With Him, I am able to do all things.
He wipes the tears on my face,
comforts my soul,
and empowers me to do His will.

The sweet taste of Him brings joy and a smile to one's heart
He's the ultimate Healer.

Lyric:
No mountain, no valley
No gain or loss we know
Could keep us from Your love

No sickness, no secret
No chain is strong enough
To keep us from Your love
To keep us from Your love

Chorus:
How high, how wide
No matter where I am
Healing is in Your hands
How deep, how strong
Now by Your grace I stand
Healing is in Your hands

Our present, our future
Our past is in Your hands
We're covered by Your blood
We're covered by Your blood

In all things, we know that
We are more than conquerors
You keep us by Your love

Today, my decision will change my future.
I'm afraid.
I'm on the edge of the cliff right now.
Eager to stay where I am,
but uncertain if my emotions will push me over.

Just let me do the right thing, please.

you done it all.

In every possible way you can hurt me.
You done it all.

I don't know what to do anymore.
I wish my thoughts will leave me alone.
The fear in my heart still haunts me.
unsettled, alone, isolated.

No more pain, no more suffering.

I will get through this.
becos I'm stronger than this.

Sunday, September 12, 2010

Take me away.

I hate this.
I hate this
I hate this
I hate this

I hate myself

Someone take me away, please.
somewhere far.
somewhere where thoughts don't exist
where the world has rotten yet.
where there will only be tears of joy
where I can feel peace
no more pain and suffering.

Saturday, September 11, 2010

Pic-Me

 

Taiwanese Ball (monash)
hence why the fob glasses :)

Yes, so you see I have upload my photos :)
still have tons of random ones but I shall share that next time.

I'm sooo tired
haven't been sleeping so well lately.
I've tons of uni stuff to do and so many things on my mind.

I need a break. a mental break
before it breaks down.

I woke up in the morning,
feeling like I want to rip myself apart

Wednesday, September 8, 2010

living in the moment.

I'm currently at this beautiful library.
Overlooking this pond which I like to think of it as a valley.
The houses are amazing. it's like display homes.

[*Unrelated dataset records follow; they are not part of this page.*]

//! Host function registration for Wasmtime linkers.
//!
//! This is the dispatch table for the `http-handler` imports. Every function
//! follows the same shape: re-read the guest's memory export, validate each
//! `(offset, len)` through [`http_wasm_core::memory`], check the invocation
//! state where the call has one, then call exactly one [`Host`] method.
//!
//! Any error returned here traps the guest. The error value survives the
//! trap and is classified by [`http_wasm_core::classify_error`].

use std::sync::Arc;

use tracing::trace;
use wasmtime::{Caller, Extern, Linker, Memory};

use http_wasm_common::{AbiError, ProtocolError, RuntimeError};
use http_wasm_core::abi::{self, HOST_MODULE};
use http_wasm_core::memory::{checked_range, len_u32, read, read_str, write, write_if_fits};
use http_wasm_core::{GuestContext, Host};

type Ctx<'a, H> = Caller<'a, GuestContext<H>>;

/// Register every `http-handler` import, plus WASI preview1 when `wasi` is
/// set.
///
/// # Errors
///
/// Returns an error if function registration fails.
pub fn register_all<H: Host>(
    linker: &mut Linker<GuestContext<H>>,
    wasi: bool,
) -> Result<(), RuntimeError> {
    register_logging(linker)?;
    register_request(linker)?;
    register_response(linker)?;
    if wasi {
        register_wasi(linker)?;
    }
    Ok(())
}

/// Register `log` and `get_config`, the two functions usable from `_start`.
pub fn register_logging<H: Host>(linker: &mut Linker<GuestContext<H>>) -> Result<(), RuntimeError> {
    linker
        .func_wrap(HOST_MODULE, abi::FUNC_LOG, log::<H>)
        .map_err(registration_failed(abi::FUNC_LOG))?;
    linker
        .func_wrap(HOST_MODULE, abi::FUNC_GET_CONFIG, get_config::<H>)
        .map_err(registration_failed(abi::FUNC_GET_CONFIG))?;
    Ok(())
}

/// Register the request-side functions.
pub fn register_request<H: Host>(linker: &mut Linker<GuestContext<H>>) -> Result<(), RuntimeError> {
    linker
        .func_wrap(HOST_MODULE, abi::FUNC_GET_METHOD, get_method::<H>)
        .map_err(registration_failed(abi::FUNC_GET_METHOD))?;
    linker
        .func_wrap(HOST_MODULE, abi::FUNC_GET_PATH, get_path::<H>)
        .map_err(registration_failed(abi::FUNC_GET_PATH))?;
    linker
        .func_wrap(HOST_MODULE, abi::FUNC_SET_PATH, set_path::<H>)
        .map_err(registration_failed(abi::FUNC_SET_PATH))?;
    linker
        .func_wrap(
            HOST_MODULE,
            abi::FUNC_GET_PROTOCOL_VERSION,
            get_protocol_version::<H>,
        )
        .map_err(registration_failed(abi::FUNC_GET_PROTOCOL_VERSION))?;
    linker
        .func_wrap(
            HOST_MODULE,
            abi::FUNC_GET_REQUEST_HEADER,
            get_request_header::<H>,
        )
        .map_err(registration_failed(abi::FUNC_GET_REQUEST_HEADER))?;
    linker
        .func_wrap(HOST_MODULE, abi::FUNC_READ_REQUEST_BODY, read_request_body::<H>)
        .map_err(registration_failed(abi::FUNC_READ_REQUEST_BODY))?;
    linker
        .func_wrap(
            HOST_MODULE,
            abi::FUNC_WRITE_REQUEST_BODY,
            write_request_body::<H>,
        )
        .map_err(registration_failed(abi::FUNC_WRITE_REQUEST_BODY))?;
    Ok(())
}

/// Register the response-side functions, including `next`.
pub fn register_response<H: Host>(
    linker: &mut Linker<GuestContext<H>>,
) -> Result<(), RuntimeError> {
    linker
        .func_wrap(
            HOST_MODULE,
            abi::FUNC_SET_RESPONSE_HEADER,
            set_response_header::<H>,
        )
        .map_err(registration_failed(abi::FUNC_SET_RESPONSE_HEADER))?;
    linker
        .func_wrap(HOST_MODULE, abi::FUNC_SEND_RESPONSE, send_response::<H>)
        .map_err(registration_failed(abi::FUNC_SEND_RESPONSE))?;
    linker
        .func_wrap_async(HOST_MODULE, abi::FUNC_NEXT, |caller: Ctx<'_, H>, (): ()| {
            Box::new(next(caller))
        })
        .map_err(registration_failed(abi::FUNC_NEXT))?;
    linker
        .func_wrap(
            HOST_MODULE,
            abi::FUNC_READ_RESPONSE_BODY,
            read_response_body::<H>,
        )
        .map_err(registration_failed(abi::FUNC_READ_RESPONSE_BODY))?;
    linker
        .func_wrap(
            HOST_MODULE,
            abi::FUNC_WRITE_RESPONSE_BODY,
            write_response_body::<H>,
        )
        .map_err(registration_failed(abi::FUNC_WRITE_RESPONSE_BODY))?;
    Ok(())
}

/// Register WASI preview1 so guests built by standard toolchains link.
pub fn register_wasi<H: Host>(linker: &mut Linker<GuestContext<H>>) -> Result<(), RuntimeError> {
    wasmtime_wasi::preview1::add_to_linker_async(linker, GuestContext::<H>::wasi_mut).map_err(|e| {
        RuntimeError::invalid_config(format!("Failed to register WASI preview1: {e}"))
    })
}

fn registration_failed(name: &'static str) -> impl Fn(wasmtime::Error) -> RuntimeError {
    move |e| RuntimeError::invalid_config(format!("Failed to register {name}: {e}"))
}

/// The guest's memory, looked up on every call since it may have grown.
fn guest_memory<T>(caller: &mut Caller<'_, T>) -> Result<Memory, AbiError> {
    caller
        .get_export(abi::MEMORY)
        .and_then(Extern::into_memory)
        .ok_or(AbiError::MissingMemory)
}

fn require_exchange<H: Host>(ctx: &GuestContext<H>) -> Result<(), AbiError> {
    ctx.exchange().map(|_| ()).ok_or(AbiError::NoExchange)
}

/// `log(message, message_len)`
fn log<H: Host>(mut caller: Ctx<'_, H>, message: u32, message_len: u32) -> wasmtime::Result<()> {
    let memory = guest_memory(&mut caller)?;
    let (data, ctx) = memory.data_and_store_mut(&mut caller);
    let message = read_str(data, message, message_len)?;
    ctx.host().log(ctx.exchange(), message)?;
    Ok(())
}

/// `get_config(buf, buf_limit) -> config_len`
fn get_config<H: Host>(mut caller: Ctx<'_, H>, buf: u32, buf_limit: u32) -> wasmtime::Result<u32> {
    let memory = guest_memory(&mut caller)?;
    let (data, ctx) = memory.data_and_store_mut(&mut caller);
    Ok(write_if_fits(data, buf, buf_limit, ctx.guest_config())?)
}

/// `get_method(buf, buf_limit) -> method_len`
fn get_method<H: Host>(mut caller: Ctx<'_, H>, buf: u32, buf_limit: u32) -> wasmtime::Result<u32> {
    let memory = guest_memory(&mut caller)?;
    let (data, ctx) = memory.data_and_store_mut(&mut caller);
    let method = ctx.with_exchange(|host, ex| host.get_method(ex))?;
    Ok(write_if_fits(data, buf, buf_limit, method.as_bytes())?)
}

/// `get_path(buf, buf_limit) -> path_len`
fn get_path<H: Host>(mut caller: Ctx<'_, H>, buf: u32, buf_limit: u32) -> wasmtime::Result<u32> {
    let memory = guest_memory(&mut caller)?;
    let (data, ctx) = memory.data_and_store_mut(&mut caller);
    let path = ctx.with_exchange(|host, ex| host.get_path(ex))?;
    Ok(write_if_fits(data, buf, buf_limit, path.as_bytes())?)
}

/// `set_path(path, path_len)`
fn set_path<H: Host>(mut caller: Ctx<'_, H>, path: u32, path_len: u32) -> wasmtime::Result<()> {
    let memory = guest_memory(&mut caller)?;
    let (data, ctx) = memory.data_and_store_mut(&mut caller);
    let path = read_str(data, path, path_len)?;
    require_exchange(ctx)?;
    if !ctx.state.request_mutable() {
        return Err(ProtocolError::RequestAlreadyDispatched.into());
    }
    trace!(path, "set_path");
    ctx.with_exchange(|host, ex| host.set_path(ex, path))??;
    Ok(())
}

/// `get_protocol_version(buf, buf_limit) -> version_len`
fn get_protocol_version<H: Host>(
    mut caller: Ctx<'_, H>,
    buf: u32,
    buf_limit: u32,
) -> wasmtime::Result<u32> {
    let memory = guest_memory(&mut caller)?;
    let (data, ctx) = memory.data_and_store_mut(&mut caller);
    let version = ctx.with_exchange(|host, ex| host.get_protocol_version(ex))?;
    Ok(write_if_fits(data, buf, buf_limit, version.as_bytes())?)
}

/// `get_request_header(name, name_len, buf, buf_limit) -> 0 | 1<<32 | value_len`
fn get_request_header<H: Host>(
    mut caller: Ctx<'_, H>,
    name: u32,
    name_len: u32,
    buf: u32,
    buf_limit: u32,
) -> wasmtime::Result<u64> {
    let memory = guest_memory(&mut caller)?;
    let (data, ctx) = memory.data_and_store_mut(&mut caller);
    checked_range(data.len(), buf, buf_limit)?;
    let name = read_str(data, name, name_len)?;

    let Some(value) = ctx.with_exchange(|host, ex| host.get_request_header(ex, name))? else {
        return Ok(abi::HEADER_ABSENT);
    };
    let value_len = write_if_fits(data, buf, buf_limit, &value)?;
    Ok(abi::pack_header(value_len))
}

/// `read_request_body(buf, buf_limit) -> eof<<32 | bytes_read`
fn read_request_body<H: Host>(
    mut caller: Ctx<'_, H>,
    buf: u32,
    buf_limit: u32,
) -> wasmtime::Result<u64> {
    let memory = guest_memory(&mut caller)?;
    let (data, ctx) = memory.data_and_store_mut(&mut caller);
    checked_range(data.len(), buf, buf_limit)?;

    let chunk = ctx.with_exchange(|host, ex| host.read_request_body(ex, buf_limit as usize))??;
    let read_len = len_u32(chunk.bytes.len())?;
    write(data, buf, &chunk.bytes)?;
    Ok(abi::pack_body_read(chunk.eof, read_len))
}

/// `write_request_body(body, body_len)`
fn write_request_body<H: Host>(
    mut caller: Ctx<'_, H>,
    body: u32,
    body_len: u32,
) -> wasmtime::Result<()> {
    let memory = guest_memory(&mut caller)?;
    let (data, ctx) = memory.data_and_store_mut(&mut caller);
    let body = read(data, body, body_len)?;
    require_exchange(ctx)?;
    if !ctx.state.request_mutable() {
        return Err(ProtocolError::RequestAlreadyDispatched.into());
    }
    ctx.with_exchange(|host, ex| host.write_request_body(ex, body))??;
    Ok(())
}

/// `set_response_header(name, name_len, value, value_len)`
fn set_response_header<H: Host>(
    mut caller: Ctx<'_, H>,
    name: u32,
    name_len: u32,
    value: u32,
    value_len: u32,
) -> wasmtime::Result<()> {
    let memory = guest_memory(&mut caller)?;
    let (data, ctx) = memory.data_and_store_mut(&mut caller);
    let name = read_str(data, name, name_len)?;
    let value = read_str(data, value, value_len)?;
    ctx.with_exchange(|host, ex| host.set_response_header(ex, name, value))??;
    Ok(())
}

/// `send_response(status_code, body, body_len)`
fn send_response<H: Host>(
    mut caller: Ctx<'_, H>,
    status_code: u32,
    body: u32,
    body_len: u32,
) -> wasmtime::Result<()> {
    let memory = guest_memory(&mut caller)?;
    let (data, ctx) = memory.data_and_store_mut(&mut caller);
    let body = read(data, body, body_len)?;
    require_exchange(ctx)?;
    ctx.state.on_send_response()?;
    trace!(status_code, body_len, "send_response");
    ctx.with_exchange(|host, ex| host.send_response(ex, status_code, body))??;
    Ok(())
}

/// `next()`
///
/// The only import that awaits: the downstream handler runs while the guest
/// is suspended inside this call.
async fn next<H: Host>(mut caller: Ctx<'_, H>) -> wasmtime::Result<()> {
    let ctx = caller.data_mut();
    require_exchange(ctx)?;
    ctx.state.on_next()?;
    trace!("next");

    let host = Arc::clone(ctx.host());
    let exchange = ctx.exchange_mut()?;
    host.next(exchange).await?;
    Ok(())
}

/// `read_response_body(buf, buf_limit) -> eof<<32 | bytes_read`
fn read_response_body<H: Host>(
    mut caller: Ctx<'_, H>,
    buf: u32,
    buf_limit: u32,
) -> wasmtime::Result<u64> {
    let memory = guest_memory(&mut caller)?;
    let (data, ctx) = memory.data_and_store_mut(&mut caller);
    checked_range(data.len(), buf, buf_limit)?;
    require_exchange(ctx)?;
    if !ctx.state.response_available() {
        return Err(ProtocolError::ResponseNotReady.into());
    }

    let chunk = ctx.with_exchange(|host, ex| host.read_response_body(ex, buf_limit as usize))??;
    let read_len = len_u32(chunk.bytes.len())?;
    write(data, buf, &chunk.bytes)?;
    Ok(abi::pack_body_read(chunk.eof, read_len))
}

/// `write_response_body(body, body_len)`
fn write_response_body<H: Host>(
    mut caller: Ctx<'_, H>,
    body: u32,
    body_len: u32,
) -> wasmtime::Result<()> {
    let memory = guest_memory(&mut caller)?;
    let (data, ctx) = memory.data_and_store_mut(&mut caller);
    let body = read(data, body, body_len)?;
    require_exchange(ctx)?;
    if !ctx.state.response_available() {
        return Err(ProtocolError::ResponseNotReady.into());
    }
    ctx.with_exchange(|host, ex| host.write_response_body(ex, body))??;
    Ok(())
}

And to just emphasize how pretty this place is.
A car just stopped outside
and a highschool chick got off the car to take photos of the scenary
Damn, I wish I live around here.
It's so secluded from the everyday busy life.

I meant to be studying but the view is such a beau
that I have been daydreaming for a while now.
and guess what, I have a manga with me! :)

It feels peaceful here but it's sad to say that when I leave this place.
reality will hit hard again. oh no! xD

you know what, it feels like I'm at wilson prom.
can't wait for holidays to come. but this only means that my mid-sem test is next week
and my assignment worth 40% is due next week toooo!!

My gosh, someone save me!

Monday, September 6, 2010

I will miss you no more till tomorrow comes

I think today is the first day I start to feel sad for my lost time.
no regrets, I would always say.
but I do wish I learn to cherish and treasure what I had before.

I miss my friends.
those lovely people who have never fail to brighten my day,
who are always there to lend me their shoulders
who care and love for me
who trouble over my own problems.sorry for my absences, but I sincerely miss you.
Old pictures from 2009
can't wait for reunion next week :)



Being 19

I just finish my assignment and it's now 4.30am!
WooOoohh.......
I'm so sleep deprived, esp the fact that I only had less than 3 hour of sleep on friday night.

But anw, I don't wanna go to sleep becos I'm feeling like crap.
and to be honest, I don't even know why I'm posting up photos from my birthday?
I feel so dumb posting all these up because it makes me feel even more piss off at myself.
but whatever, mayb it's to make myself think positively.



My birthday dinner at Shira Nui



Birthday cake with Gary
-made by P.ho <3


My Surprise B'dae




Sometimes, the word "sorry" has lost its meaning.
becos I'm so sick of hearing it.
it doesn't even mean anything anymore.
What's the point of that when it's a whole lot of BS?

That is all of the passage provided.